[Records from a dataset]
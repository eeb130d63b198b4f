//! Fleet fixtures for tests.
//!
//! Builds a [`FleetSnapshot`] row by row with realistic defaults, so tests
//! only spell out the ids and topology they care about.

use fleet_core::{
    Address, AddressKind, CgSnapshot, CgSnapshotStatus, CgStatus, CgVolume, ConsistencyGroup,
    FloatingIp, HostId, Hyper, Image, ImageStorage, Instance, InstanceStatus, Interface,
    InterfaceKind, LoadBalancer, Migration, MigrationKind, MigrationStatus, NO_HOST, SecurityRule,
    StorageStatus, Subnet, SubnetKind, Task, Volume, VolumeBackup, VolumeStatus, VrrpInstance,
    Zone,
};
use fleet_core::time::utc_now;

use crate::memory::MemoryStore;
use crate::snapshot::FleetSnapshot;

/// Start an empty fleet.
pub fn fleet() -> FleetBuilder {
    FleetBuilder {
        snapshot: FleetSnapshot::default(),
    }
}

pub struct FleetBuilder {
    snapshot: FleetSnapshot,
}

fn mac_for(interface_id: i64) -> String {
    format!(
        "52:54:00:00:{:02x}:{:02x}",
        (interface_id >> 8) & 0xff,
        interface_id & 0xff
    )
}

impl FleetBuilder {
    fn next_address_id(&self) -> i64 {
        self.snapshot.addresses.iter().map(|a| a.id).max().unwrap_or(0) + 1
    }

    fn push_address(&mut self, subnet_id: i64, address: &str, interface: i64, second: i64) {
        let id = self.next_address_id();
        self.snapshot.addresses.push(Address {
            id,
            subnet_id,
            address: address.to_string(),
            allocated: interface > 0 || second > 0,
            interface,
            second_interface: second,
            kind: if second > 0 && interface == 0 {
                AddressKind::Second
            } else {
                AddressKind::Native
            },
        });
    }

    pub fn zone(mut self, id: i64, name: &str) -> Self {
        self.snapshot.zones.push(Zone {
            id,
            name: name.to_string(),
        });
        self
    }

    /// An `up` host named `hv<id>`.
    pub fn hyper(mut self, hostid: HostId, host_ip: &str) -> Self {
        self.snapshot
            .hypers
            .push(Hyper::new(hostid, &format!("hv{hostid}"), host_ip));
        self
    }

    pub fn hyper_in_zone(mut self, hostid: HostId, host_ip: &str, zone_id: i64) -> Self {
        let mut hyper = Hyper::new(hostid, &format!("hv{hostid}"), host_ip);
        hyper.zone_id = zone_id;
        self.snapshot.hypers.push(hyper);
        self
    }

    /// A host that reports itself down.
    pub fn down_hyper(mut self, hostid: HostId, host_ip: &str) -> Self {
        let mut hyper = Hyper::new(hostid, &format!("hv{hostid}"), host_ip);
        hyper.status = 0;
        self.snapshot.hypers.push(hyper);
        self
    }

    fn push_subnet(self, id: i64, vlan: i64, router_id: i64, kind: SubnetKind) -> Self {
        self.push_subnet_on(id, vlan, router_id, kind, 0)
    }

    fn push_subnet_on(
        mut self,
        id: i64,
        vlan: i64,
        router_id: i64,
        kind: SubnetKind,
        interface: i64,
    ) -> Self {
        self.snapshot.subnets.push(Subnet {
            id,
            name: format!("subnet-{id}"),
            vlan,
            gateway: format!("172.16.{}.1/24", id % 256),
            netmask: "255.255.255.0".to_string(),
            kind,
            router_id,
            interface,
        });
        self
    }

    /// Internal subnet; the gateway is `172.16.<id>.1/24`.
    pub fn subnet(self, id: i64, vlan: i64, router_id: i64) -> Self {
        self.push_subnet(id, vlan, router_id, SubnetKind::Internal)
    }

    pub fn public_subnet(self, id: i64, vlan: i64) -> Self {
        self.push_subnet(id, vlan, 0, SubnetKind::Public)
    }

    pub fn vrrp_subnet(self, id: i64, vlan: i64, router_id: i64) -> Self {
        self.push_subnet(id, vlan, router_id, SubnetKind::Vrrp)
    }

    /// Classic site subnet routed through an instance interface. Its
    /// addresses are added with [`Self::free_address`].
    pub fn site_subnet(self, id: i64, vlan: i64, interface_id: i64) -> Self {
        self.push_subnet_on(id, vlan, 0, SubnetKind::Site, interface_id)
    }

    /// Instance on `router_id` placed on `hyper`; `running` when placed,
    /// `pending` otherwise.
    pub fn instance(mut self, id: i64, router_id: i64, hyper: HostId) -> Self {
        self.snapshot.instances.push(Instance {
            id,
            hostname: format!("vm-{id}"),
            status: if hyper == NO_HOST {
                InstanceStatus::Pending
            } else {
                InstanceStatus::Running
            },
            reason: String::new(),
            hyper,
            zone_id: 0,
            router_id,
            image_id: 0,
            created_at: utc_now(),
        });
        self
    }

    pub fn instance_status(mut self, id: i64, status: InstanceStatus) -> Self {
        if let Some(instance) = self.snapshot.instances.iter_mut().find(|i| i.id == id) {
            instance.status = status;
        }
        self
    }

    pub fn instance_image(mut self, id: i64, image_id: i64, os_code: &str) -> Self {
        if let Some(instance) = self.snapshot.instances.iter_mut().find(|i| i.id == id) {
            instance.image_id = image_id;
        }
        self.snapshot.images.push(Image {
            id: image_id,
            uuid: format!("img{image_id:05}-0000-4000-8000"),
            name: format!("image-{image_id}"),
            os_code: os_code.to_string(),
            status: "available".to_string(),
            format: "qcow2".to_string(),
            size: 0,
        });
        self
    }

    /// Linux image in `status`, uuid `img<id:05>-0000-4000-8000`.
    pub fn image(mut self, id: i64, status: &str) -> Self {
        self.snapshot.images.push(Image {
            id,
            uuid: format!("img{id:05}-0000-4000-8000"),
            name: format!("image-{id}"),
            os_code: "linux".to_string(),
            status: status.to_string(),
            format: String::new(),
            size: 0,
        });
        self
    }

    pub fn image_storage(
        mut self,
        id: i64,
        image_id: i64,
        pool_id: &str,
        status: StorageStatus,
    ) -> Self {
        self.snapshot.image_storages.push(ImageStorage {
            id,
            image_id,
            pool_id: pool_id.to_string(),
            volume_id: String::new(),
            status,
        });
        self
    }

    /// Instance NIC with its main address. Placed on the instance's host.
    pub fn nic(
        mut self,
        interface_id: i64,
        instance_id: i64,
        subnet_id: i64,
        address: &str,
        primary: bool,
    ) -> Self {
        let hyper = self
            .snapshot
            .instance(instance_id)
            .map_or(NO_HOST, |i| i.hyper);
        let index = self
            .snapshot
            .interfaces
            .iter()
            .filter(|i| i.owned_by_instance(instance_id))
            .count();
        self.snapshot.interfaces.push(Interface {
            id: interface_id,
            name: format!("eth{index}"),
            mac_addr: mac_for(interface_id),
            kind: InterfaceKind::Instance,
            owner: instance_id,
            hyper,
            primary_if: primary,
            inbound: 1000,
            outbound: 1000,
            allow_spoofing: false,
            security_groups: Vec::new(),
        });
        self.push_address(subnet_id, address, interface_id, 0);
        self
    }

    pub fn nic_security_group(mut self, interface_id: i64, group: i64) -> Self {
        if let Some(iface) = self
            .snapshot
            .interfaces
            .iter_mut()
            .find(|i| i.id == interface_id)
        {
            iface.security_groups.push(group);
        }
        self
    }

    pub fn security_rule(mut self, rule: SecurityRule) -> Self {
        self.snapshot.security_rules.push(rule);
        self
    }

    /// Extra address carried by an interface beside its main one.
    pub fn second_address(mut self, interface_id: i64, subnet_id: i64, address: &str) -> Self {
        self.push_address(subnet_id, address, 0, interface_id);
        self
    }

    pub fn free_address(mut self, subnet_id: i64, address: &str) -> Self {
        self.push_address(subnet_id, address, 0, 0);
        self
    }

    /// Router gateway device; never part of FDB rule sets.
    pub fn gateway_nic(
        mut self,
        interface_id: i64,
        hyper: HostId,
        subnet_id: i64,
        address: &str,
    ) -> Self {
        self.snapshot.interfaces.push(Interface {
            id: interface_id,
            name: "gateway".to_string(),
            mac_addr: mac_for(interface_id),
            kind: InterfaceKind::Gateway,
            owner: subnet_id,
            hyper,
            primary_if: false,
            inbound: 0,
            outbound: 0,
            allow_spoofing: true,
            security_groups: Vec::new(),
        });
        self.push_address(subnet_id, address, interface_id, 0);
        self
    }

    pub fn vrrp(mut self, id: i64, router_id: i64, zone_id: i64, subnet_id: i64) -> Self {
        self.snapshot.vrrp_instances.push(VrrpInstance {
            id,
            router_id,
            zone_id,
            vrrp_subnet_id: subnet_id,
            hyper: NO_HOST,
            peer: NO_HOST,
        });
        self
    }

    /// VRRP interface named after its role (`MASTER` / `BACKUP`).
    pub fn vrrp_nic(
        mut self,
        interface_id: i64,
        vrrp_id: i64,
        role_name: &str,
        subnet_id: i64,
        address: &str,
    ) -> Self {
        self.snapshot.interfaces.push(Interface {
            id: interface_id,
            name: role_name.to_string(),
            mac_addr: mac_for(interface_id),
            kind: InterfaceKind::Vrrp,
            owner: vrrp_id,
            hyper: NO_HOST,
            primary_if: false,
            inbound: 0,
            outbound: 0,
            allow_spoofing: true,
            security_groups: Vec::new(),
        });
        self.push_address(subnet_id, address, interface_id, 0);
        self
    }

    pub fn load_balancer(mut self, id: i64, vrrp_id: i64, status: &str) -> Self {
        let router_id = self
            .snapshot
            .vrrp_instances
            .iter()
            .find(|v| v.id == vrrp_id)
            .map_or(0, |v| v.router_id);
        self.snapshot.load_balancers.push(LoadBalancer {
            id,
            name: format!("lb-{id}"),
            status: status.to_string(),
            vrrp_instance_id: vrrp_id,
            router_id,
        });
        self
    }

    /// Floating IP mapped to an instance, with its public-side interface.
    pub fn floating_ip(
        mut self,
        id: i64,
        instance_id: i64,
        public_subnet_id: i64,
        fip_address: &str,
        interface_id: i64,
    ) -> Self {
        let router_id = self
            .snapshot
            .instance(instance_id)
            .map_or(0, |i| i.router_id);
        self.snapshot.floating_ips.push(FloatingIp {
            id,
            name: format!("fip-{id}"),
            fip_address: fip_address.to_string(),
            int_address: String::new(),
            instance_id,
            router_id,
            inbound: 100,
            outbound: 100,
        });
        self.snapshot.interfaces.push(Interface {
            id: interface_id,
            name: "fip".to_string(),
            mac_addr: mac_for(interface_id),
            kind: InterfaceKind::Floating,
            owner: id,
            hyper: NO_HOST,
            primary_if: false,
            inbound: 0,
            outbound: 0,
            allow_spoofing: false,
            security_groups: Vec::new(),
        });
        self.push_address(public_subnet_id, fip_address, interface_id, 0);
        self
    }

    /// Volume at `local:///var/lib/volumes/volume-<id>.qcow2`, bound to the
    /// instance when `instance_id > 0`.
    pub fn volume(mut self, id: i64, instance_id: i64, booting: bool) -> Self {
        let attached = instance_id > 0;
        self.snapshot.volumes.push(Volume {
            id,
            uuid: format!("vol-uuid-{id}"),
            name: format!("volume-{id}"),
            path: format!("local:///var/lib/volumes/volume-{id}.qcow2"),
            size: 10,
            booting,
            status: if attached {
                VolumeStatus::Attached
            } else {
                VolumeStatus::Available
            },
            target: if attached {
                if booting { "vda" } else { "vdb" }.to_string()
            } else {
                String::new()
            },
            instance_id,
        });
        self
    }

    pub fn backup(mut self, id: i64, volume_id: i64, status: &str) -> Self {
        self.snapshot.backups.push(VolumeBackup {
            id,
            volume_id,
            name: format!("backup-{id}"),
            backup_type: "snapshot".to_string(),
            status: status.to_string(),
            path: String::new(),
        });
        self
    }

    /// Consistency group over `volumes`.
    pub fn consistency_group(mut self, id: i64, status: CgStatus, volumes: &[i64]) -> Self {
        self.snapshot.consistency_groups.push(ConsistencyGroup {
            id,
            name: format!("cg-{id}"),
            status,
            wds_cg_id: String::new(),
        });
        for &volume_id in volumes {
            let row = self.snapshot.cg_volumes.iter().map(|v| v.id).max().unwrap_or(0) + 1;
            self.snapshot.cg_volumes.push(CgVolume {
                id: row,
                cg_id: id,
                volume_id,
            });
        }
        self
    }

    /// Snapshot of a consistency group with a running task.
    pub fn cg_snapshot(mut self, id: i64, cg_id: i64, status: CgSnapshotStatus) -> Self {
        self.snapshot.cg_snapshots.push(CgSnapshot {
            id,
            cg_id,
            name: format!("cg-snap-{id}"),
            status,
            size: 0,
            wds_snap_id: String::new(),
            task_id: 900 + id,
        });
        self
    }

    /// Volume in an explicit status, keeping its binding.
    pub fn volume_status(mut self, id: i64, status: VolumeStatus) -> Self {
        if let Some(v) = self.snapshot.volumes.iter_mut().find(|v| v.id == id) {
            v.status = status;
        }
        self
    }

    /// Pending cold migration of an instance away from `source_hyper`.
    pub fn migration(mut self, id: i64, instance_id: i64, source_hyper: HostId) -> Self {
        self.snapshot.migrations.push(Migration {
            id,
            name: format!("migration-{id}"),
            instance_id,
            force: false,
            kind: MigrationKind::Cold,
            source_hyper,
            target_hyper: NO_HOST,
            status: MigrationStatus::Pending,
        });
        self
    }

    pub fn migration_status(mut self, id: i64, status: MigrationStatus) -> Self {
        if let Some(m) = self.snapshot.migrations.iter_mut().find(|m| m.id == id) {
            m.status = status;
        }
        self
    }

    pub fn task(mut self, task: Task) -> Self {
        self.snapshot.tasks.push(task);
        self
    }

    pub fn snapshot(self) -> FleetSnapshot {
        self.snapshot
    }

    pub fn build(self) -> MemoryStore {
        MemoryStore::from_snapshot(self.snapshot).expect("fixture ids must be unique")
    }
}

==

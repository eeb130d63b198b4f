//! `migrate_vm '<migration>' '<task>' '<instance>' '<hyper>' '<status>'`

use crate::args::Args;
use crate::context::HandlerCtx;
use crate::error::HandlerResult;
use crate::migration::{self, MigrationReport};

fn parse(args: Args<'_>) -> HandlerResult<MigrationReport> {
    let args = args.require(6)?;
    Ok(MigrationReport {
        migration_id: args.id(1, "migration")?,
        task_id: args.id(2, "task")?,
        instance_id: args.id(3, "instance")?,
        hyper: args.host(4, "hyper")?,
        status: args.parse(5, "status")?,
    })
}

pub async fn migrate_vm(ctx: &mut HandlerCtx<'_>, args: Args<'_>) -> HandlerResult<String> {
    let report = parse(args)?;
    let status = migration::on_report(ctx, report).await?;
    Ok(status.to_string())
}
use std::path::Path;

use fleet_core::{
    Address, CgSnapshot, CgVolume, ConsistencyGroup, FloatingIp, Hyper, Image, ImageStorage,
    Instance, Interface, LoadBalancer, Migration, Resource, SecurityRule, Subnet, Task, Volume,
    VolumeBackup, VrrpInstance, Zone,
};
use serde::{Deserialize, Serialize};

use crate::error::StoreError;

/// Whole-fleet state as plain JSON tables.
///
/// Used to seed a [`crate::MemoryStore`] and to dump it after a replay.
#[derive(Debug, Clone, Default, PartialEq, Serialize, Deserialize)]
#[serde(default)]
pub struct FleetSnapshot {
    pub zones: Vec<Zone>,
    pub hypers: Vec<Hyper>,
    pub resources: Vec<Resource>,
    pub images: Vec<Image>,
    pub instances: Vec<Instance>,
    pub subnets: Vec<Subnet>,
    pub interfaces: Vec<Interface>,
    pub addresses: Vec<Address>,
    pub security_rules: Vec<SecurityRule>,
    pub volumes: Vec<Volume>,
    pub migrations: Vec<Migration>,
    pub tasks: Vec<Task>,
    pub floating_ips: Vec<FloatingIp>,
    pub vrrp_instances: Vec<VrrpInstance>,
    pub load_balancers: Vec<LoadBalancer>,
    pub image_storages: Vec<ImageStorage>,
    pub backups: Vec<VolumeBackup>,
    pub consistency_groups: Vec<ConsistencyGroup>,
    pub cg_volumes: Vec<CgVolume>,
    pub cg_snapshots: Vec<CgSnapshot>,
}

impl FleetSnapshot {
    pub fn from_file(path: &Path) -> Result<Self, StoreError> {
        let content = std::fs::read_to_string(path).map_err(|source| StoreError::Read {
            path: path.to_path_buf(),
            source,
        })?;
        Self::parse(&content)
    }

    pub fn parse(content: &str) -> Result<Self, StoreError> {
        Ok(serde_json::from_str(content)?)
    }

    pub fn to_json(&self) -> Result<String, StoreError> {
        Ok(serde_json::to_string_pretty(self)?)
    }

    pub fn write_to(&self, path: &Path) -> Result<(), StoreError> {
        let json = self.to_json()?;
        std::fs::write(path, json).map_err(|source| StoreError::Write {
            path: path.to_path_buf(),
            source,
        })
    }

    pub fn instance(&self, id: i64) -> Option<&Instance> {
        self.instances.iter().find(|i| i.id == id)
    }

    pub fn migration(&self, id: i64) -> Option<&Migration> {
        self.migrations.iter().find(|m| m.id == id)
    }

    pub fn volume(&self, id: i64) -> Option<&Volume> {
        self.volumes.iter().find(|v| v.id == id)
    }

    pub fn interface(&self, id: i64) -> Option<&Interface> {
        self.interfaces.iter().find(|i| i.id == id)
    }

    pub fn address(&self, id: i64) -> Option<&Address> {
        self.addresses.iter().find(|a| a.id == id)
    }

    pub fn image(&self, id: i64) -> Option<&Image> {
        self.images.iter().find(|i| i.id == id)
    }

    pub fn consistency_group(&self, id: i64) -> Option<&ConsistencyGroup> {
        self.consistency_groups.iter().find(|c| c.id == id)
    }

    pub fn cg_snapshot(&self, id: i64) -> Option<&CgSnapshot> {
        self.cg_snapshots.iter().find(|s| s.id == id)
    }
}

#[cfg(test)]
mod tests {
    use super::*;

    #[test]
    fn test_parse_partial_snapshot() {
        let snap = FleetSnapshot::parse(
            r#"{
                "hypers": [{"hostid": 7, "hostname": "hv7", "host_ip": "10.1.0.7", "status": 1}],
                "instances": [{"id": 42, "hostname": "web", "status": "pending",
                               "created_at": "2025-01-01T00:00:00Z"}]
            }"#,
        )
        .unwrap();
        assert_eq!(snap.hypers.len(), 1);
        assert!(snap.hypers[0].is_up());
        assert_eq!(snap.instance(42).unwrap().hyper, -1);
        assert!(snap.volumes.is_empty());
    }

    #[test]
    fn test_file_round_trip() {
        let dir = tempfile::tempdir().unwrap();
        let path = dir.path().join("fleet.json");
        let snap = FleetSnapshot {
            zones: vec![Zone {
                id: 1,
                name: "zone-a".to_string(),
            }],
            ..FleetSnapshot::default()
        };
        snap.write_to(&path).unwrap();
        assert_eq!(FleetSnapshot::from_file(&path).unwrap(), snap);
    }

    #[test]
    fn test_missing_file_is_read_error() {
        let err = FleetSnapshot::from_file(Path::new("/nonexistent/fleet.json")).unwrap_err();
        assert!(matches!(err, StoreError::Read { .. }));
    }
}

---

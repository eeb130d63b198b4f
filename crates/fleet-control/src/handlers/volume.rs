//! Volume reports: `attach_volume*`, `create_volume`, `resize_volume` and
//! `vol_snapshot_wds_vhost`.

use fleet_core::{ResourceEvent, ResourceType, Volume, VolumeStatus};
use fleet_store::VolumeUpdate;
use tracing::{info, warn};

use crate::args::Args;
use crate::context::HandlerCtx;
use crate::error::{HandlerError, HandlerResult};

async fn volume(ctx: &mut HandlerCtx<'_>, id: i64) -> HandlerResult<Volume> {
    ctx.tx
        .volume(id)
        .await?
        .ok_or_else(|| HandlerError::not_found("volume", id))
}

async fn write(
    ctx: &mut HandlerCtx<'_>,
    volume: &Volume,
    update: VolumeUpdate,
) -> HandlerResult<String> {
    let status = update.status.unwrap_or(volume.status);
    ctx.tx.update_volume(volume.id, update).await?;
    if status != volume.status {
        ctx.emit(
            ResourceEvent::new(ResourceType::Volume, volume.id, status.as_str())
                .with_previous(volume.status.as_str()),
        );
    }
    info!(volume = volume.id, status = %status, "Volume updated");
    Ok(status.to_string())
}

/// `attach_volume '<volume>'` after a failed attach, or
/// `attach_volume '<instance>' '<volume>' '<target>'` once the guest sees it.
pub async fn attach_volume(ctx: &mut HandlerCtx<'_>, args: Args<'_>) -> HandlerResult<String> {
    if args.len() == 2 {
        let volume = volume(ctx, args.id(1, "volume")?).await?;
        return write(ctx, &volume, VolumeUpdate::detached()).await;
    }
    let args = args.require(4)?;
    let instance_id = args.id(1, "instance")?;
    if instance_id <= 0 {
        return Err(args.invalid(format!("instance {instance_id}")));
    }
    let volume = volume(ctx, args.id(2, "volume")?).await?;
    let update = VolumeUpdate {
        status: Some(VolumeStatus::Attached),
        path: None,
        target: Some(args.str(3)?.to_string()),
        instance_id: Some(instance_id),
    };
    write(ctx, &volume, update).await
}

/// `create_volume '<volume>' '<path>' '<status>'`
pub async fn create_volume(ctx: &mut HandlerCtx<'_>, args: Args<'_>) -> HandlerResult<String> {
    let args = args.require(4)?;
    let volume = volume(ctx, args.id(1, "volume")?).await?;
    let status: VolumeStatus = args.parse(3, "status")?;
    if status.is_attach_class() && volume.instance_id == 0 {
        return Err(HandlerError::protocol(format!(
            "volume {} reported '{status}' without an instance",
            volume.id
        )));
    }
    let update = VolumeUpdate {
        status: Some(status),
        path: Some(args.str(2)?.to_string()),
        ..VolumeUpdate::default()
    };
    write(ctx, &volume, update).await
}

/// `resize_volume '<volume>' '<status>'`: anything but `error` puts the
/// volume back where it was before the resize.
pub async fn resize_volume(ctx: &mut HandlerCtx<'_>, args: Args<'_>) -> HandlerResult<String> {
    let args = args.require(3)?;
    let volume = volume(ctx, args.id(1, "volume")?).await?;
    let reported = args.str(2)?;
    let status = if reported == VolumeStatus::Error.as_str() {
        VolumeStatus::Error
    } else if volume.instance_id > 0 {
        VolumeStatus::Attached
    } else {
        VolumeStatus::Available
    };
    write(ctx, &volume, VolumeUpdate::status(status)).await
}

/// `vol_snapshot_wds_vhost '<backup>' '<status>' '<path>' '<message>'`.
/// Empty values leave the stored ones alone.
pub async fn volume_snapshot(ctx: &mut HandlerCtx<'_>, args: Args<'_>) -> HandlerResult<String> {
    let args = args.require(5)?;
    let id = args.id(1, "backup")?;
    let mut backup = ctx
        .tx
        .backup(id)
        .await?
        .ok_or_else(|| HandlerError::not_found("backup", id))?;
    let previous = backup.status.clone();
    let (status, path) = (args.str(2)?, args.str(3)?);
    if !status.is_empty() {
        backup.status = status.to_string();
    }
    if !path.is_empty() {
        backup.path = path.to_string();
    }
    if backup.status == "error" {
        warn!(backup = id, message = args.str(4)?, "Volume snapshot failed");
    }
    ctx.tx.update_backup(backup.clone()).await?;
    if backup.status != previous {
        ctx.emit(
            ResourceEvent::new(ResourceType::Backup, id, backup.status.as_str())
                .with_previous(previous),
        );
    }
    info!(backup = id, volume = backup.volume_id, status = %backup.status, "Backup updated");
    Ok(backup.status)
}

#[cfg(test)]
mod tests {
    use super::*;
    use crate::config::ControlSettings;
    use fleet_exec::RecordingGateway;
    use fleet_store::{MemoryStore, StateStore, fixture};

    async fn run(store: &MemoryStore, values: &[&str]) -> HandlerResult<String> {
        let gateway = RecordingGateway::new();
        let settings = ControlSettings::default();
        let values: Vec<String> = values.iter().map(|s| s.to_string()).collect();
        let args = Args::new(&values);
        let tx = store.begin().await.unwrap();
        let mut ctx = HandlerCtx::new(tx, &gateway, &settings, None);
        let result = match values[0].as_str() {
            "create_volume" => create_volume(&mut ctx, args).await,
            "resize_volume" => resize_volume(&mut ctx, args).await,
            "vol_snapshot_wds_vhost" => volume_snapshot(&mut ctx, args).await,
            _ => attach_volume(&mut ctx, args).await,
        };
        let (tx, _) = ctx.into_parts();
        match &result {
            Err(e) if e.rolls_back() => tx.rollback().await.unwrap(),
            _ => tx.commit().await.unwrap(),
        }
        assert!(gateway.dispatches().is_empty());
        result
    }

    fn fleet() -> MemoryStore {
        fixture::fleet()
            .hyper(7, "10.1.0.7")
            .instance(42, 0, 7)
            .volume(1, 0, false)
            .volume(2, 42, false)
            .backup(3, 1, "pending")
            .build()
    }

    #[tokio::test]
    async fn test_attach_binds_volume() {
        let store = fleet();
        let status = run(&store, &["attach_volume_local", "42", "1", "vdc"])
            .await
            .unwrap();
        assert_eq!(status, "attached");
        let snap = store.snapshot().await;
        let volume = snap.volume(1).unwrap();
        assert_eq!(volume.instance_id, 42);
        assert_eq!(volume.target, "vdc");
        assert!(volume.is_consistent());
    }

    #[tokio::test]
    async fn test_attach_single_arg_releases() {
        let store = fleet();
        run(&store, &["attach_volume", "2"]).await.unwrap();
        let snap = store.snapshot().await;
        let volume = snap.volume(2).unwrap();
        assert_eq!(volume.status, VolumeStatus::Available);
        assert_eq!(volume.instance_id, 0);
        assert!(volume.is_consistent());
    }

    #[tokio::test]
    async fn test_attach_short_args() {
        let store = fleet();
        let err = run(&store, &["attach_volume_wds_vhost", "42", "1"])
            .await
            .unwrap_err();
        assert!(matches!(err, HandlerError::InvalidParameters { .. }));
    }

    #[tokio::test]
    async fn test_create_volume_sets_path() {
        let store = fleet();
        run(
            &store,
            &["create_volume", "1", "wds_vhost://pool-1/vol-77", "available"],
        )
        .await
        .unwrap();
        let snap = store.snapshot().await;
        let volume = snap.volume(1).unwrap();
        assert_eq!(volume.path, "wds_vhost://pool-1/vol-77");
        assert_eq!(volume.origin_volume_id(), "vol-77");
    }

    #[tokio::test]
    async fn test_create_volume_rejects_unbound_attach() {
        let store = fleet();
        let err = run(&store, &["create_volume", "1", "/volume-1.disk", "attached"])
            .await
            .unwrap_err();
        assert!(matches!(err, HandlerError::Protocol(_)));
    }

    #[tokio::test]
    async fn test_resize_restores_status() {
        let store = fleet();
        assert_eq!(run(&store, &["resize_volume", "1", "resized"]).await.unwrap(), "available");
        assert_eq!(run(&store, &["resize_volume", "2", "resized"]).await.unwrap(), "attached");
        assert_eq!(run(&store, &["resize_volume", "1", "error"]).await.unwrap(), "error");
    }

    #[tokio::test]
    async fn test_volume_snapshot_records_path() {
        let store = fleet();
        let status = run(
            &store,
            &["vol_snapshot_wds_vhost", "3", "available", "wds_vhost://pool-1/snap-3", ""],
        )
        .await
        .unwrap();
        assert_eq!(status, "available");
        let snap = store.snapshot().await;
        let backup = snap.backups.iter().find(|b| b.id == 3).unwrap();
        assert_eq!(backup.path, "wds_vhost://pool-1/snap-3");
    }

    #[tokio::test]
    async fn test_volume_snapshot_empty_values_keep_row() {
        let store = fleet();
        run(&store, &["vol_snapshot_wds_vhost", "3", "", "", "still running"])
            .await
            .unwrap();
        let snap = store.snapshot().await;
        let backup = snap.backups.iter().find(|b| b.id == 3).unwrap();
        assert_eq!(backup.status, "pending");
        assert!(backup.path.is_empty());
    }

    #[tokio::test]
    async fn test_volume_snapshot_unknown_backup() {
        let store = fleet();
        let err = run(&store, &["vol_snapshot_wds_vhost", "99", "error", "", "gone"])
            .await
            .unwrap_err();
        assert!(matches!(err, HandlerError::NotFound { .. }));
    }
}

## WHAT THIS TASK INVOLVES
Among the lines above, return each one holding the string "ResourceType".

## ANSWER SPACE
use fleet_core::{ResourceEvent, ResourceType, Volume, VolumeStatus};
            ResourceEvent::new(ResourceType::Volume, volume.id, status.as_str())
            ResourceEvent::new(ResourceType::Backup, id, backup.status.as_str())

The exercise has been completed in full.